YOUR INSTRUCTIONS: Find the word "TryFrom" in the records and copy every line where it occurs.
####
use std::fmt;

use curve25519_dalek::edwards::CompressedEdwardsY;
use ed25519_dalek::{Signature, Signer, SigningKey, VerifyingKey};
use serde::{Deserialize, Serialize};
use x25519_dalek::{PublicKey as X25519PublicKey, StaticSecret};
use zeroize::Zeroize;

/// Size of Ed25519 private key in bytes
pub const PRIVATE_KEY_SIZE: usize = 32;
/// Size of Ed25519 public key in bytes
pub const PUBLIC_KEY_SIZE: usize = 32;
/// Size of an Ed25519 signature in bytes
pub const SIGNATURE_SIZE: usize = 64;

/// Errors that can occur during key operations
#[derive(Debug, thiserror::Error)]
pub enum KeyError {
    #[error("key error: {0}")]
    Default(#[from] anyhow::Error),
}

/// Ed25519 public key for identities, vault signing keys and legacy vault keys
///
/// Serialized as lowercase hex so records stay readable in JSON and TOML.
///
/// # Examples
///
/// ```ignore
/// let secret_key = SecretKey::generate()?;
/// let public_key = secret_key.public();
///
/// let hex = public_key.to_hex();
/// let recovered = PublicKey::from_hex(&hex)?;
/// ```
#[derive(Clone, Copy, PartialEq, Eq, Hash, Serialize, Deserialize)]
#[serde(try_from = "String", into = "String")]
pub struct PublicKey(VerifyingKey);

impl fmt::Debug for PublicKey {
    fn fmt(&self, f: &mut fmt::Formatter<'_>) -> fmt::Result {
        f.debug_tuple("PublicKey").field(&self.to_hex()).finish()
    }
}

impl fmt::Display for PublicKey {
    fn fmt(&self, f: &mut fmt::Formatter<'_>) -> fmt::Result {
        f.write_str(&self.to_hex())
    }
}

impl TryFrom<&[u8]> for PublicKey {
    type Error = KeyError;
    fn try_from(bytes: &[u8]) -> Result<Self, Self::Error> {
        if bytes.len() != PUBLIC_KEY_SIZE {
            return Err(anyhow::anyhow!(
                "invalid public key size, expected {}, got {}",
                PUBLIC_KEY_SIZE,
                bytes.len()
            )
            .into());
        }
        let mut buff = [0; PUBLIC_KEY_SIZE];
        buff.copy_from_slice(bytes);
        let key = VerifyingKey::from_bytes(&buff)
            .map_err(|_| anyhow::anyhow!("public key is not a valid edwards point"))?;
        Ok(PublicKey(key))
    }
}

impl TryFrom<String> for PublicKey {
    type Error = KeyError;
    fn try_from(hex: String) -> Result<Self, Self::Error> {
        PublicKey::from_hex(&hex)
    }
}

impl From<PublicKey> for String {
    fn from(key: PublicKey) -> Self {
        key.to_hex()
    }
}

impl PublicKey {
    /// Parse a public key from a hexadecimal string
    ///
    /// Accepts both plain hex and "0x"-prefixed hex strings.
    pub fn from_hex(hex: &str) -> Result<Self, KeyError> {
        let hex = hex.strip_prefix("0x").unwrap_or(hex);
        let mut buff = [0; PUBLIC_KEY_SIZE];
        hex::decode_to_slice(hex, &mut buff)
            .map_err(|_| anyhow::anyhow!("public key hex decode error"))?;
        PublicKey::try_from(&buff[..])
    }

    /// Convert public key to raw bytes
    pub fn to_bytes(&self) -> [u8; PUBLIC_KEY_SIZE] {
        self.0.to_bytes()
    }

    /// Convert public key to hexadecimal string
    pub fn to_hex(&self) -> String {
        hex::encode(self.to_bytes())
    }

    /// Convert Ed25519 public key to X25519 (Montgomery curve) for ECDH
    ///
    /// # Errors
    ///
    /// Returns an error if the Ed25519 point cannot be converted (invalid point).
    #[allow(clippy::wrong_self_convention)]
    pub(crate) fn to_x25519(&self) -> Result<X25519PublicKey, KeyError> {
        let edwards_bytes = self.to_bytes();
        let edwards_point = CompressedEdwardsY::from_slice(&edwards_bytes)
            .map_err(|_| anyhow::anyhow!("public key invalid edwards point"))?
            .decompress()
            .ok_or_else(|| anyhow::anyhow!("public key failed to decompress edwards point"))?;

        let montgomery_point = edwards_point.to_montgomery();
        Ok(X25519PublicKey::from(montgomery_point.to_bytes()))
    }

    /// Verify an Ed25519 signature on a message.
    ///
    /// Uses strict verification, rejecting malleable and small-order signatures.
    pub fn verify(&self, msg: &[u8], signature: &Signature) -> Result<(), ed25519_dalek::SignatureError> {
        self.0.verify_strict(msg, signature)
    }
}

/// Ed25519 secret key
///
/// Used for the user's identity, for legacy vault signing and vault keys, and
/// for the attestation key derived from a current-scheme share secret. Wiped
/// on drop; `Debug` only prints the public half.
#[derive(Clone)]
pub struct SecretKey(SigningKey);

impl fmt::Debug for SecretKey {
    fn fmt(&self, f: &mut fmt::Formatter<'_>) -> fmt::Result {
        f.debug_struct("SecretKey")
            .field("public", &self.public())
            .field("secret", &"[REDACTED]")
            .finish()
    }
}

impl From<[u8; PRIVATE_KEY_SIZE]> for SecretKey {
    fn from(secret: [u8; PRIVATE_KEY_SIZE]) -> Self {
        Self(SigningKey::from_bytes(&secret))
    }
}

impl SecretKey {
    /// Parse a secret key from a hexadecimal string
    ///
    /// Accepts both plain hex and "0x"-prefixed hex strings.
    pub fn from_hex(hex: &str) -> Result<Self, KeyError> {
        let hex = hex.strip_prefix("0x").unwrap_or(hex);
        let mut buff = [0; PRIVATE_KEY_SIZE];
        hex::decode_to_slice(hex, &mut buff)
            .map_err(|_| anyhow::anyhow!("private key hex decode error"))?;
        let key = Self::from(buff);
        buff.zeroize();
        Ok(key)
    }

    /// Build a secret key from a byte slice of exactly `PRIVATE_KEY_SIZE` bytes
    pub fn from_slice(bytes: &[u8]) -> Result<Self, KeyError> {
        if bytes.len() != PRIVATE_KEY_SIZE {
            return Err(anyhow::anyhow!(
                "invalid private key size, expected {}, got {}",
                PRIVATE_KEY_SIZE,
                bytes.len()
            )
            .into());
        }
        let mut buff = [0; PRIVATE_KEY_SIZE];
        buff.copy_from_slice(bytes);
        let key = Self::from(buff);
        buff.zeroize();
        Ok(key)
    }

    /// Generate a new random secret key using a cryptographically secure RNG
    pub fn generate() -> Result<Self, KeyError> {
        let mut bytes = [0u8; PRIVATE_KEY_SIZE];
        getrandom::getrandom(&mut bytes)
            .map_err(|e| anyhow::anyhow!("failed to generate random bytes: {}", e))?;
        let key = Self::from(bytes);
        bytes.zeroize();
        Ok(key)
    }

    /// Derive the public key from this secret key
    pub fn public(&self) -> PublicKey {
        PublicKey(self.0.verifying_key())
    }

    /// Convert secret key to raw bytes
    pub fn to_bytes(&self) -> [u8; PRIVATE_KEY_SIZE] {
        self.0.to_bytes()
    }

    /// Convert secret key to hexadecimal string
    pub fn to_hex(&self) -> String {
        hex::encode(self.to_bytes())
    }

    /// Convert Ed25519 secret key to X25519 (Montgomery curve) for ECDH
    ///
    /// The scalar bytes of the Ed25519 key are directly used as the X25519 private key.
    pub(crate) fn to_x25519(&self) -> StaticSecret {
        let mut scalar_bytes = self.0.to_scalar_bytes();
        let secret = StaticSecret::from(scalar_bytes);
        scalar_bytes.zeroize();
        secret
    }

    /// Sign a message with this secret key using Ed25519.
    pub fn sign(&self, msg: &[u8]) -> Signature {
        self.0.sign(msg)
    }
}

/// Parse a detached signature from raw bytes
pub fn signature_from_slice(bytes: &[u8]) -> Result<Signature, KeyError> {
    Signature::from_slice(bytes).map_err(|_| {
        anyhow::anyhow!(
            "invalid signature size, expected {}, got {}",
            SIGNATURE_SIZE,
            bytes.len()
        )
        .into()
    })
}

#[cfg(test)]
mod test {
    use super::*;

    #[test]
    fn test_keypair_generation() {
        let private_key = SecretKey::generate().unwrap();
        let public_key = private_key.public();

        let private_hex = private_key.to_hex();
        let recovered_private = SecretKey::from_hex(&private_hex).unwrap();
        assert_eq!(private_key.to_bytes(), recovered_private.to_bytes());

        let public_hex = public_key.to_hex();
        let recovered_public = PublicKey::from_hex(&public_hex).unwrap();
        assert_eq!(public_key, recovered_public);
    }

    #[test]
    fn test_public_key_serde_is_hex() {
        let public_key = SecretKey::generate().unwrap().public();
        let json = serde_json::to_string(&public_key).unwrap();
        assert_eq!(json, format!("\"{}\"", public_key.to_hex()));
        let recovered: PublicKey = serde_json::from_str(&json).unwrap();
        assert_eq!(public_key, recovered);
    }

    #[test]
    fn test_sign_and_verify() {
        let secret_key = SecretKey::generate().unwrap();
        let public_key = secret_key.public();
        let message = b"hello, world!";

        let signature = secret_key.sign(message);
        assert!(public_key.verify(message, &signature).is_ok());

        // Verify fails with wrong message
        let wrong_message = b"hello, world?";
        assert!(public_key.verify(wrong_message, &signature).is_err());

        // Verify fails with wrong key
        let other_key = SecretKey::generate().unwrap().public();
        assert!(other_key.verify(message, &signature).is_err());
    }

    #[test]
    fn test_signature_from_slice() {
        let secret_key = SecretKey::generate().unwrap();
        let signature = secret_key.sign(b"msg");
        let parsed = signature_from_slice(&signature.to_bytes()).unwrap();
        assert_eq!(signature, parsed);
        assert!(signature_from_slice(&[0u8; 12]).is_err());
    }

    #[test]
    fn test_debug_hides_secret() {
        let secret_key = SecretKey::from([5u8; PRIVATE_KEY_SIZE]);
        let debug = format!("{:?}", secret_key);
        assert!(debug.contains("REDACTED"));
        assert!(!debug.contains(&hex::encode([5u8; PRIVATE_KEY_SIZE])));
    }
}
####
EXERCISE SOLUTION:
impl TryFrom<&[u8]> for PublicKey {
impl TryFrom<String> for PublicKey {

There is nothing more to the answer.